Cutting "Teeth": Influence and Agency in Documentary Film Editing

Holly Hey, MFA & Michael Goodier, MFA | September 21 | 2:45-3:45 PM | Room 2591

Topic: Film | Knowledge Level: Beginner, Intermediate, Advanced

Documentary films have ushered awareness about their subjects to their audiences in a variety of styles and approaches from the omniscient narrator to the director/participant. The methods used by the film’s editor, when to cut away, when not to cut, what to cut to, will directly influence the way(s) in which the documentary’s meaning is understood by its audience. This presentation examines how internal and external influences on a film editor lead to the choices made in shaping a film’s content into meaning. The presenters will also discuss the ethical decisions an editor and filmmaker need to consider when making a film about someone who has been trafficked. “Teeth”, edited by Michael Goodier, follows Angelica, a mother of 5 in her late 40’s currently living in Hawaii, as she moves through the processes of healing the emotional and physical damage from having been sex trafficked at a young age.
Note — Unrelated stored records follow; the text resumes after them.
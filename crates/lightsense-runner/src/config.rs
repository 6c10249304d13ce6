//! Runner configuration file.
//!
//! ```yaml
//! transport:
//!   port: /dev/ttyUSB0
//!   baud_rate: 19200
//! protocol:
//!   retry_attempts: 12
//! measure:
//!   display_interval_ms: 400
//!   output: values.txt
//! ```
//!
//! Every field is optional. Command-line flags take precedence.

use lightsense_device::PollerConfig;
use lightsense_protocol::ClientConfig;
use lightsense_sim::SimConfig;
use serde::{Deserialize, Serialize};
use std::path::{Path, PathBuf};

use crate::error::{RunnerError, RunnerResult};

pub const DEFAULT_BAUD_RATE: u32 = 19200;
pub const DEFAULT_SERIAL_TIMEOUT_MS: u64 = 1000;
pub const DEFAULT_DISPLAY_INTERVAL_MS: u64 = 400;

#[derive(Debug, Clone, Default, PartialEq, Serialize, Deserialize)]
#[serde(default)]
pub struct RunnerConfig {
    pub transport: TransportConfig,
    pub protocol: ClientConfig,
    pub measure: MeasureConfig,
}

/// Where the instrument is. At most one of `port`, `tcp` and `simulate`.
#[derive(Debug, Clone, PartialEq, Serialize, Deserialize)]
#[serde(default)]
pub struct TransportConfig {
    /// Serial device path.
    pub port: Option<String>,
    pub baud_rate: u32,
    /// Per-read timeout for serial and TCP links.
    pub timeout_ms: u64,
    /// `host:port` of a UART bridged over TCP.
    pub tcp: Option<String>,
    /// Use the in-memory instrument.
    pub simulate: bool,
    /// Settings of the simulated instrument.
    pub sim: SimConfig,
}

impl Default for TransportConfig {
    fn default() -> Self {
        TransportConfig {
            port: None,
            baud_rate: DEFAULT_BAUD_RATE,
            timeout_ms: DEFAULT_SERIAL_TIMEOUT_MS,
            tcp: None,
            simulate: false,
            sim: SimConfig::default(),
        }
    }
}

#[derive(Debug, Clone, PartialEq, Serialize, Deserialize)]
#[serde(default)]
pub struct MeasureConfig {
    /// How often the latest value is printed.
    pub display_interval_ms: u64,
    /// Pause between samples on the instrument.
    pub sample_interval_ms: u64,
    /// Append every sampled value to this file.
    pub output: Option<PathBuf>,
    pub check_voltage: bool,
}

impl Default for MeasureConfig {
    fn default() -> Self {
        MeasureConfig {
            display_interval_ms: DEFAULT_DISPLAY_INTERVAL_MS,
            sample_interval_ms: 0,
            output: None,
            check_voltage: false,
        }
    }
}

impl RunnerConfig {
    /// Load a YAML config file.
    pub fn load(path: impl AsRef<Path>) -> RunnerResult<Self> {
        let path = path.as_ref();
        let text = std::fs::read_to_string(path).map_err(|source| RunnerError::ConfigRead {
            path: path.to_path_buf(),
            source,
        })?;
        serde_yaml::from_str(&text).map_err(|source| RunnerError::ConfigParse {
            path: path.to_path_buf(),
            source,
        })
    }

    /// Settings for the measurement poller.
    pub fn poller_config(&self) -> PollerConfig {
        PollerConfig {
            client: self.protocol.clone(),
            check_voltage: self.measure.check_voltage,
            sample_interval_ms: self.measure.sample_interval_ms,
        }
    }
}

#[cfg(test)]
mod tests {
    use super::*;

    #[test]
    fn test_empty_document_gives_defaults() {
        let config: RunnerConfig = serde_yaml::from_str("{}").unwrap();
        assert_eq!(config, RunnerConfig::default());
        assert_eq!(config.transport.baud_rate, 19200);
        assert_eq!(config.measure.display_interval_ms, 400);
        assert_eq!(config.protocol.retry_attempts, 12);
    }

    #[test]
    fn test_partial_sections() {
        let yaml = r#"
transport:
  tcp: "127.0.0.1:4000"
protocol:
  retry_attempts: 3
measure:
  check_voltage: true
  output: values.txt
"#;
        let config: RunnerConfig = serde_yaml::from_str(yaml).unwrap();
        assert_eq!(config.transport.tcp.as_deref(), Some("127.0.0.1:4000"));
        assert_eq!(config.transport.timeout_ms, 1000);
        assert_eq!(config.protocol.retry_attempts, 3);
        assert_eq!(config.protocol.buffer_limit, 100);

        let poller = config.poller_config();
        assert!(poller.check_voltage);
        assert_eq!(poller.client.retry_attempts, 3);
        assert_eq!(config.measure.output, Some(PathBuf::from("values.txt")));
    }

    #[test]
    fn test_load_reports_path() {
        let missing = std::env::temp_dir().join("lightsense-no-such-config.yaml");
        match RunnerConfig::load(&missing) {
            Err(RunnerError::ConfigRead { path, .. }) => assert_eq!(path, missing),
            other => panic!("expected read error, got {:?}", other),
        }
    }

    #[test]
    fn test_load_rejects_bad_yaml() {
        let path = std::env::temp_dir().join(format!(
            "lightsense-bad-config-{}.yaml",
            std::process::id()
        ));
        std::fs::write(&path, "protocol: [1, 2").unwrap();
        let result = RunnerConfig::load(&path);
        std::fs::remove_file(&path).unwrap();
        assert!(matches!(result, Err(RunnerError::ConfigParse { .. })));
    }
}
Goodier has constructed a space in “Teeth” where Angelica’s story is told, making visible her real-life experiences in ways that are often oppressed or misrepresented by mainstream media; she is survivor thriver, fighting every day to make her life better for herself and her family.

Presentation Objectives:

·  Illustrate documentary film as an agent of change.

·  Explore the influences of a film editor.

·  Contemplate the ethics of representation from the film editor’s point of view.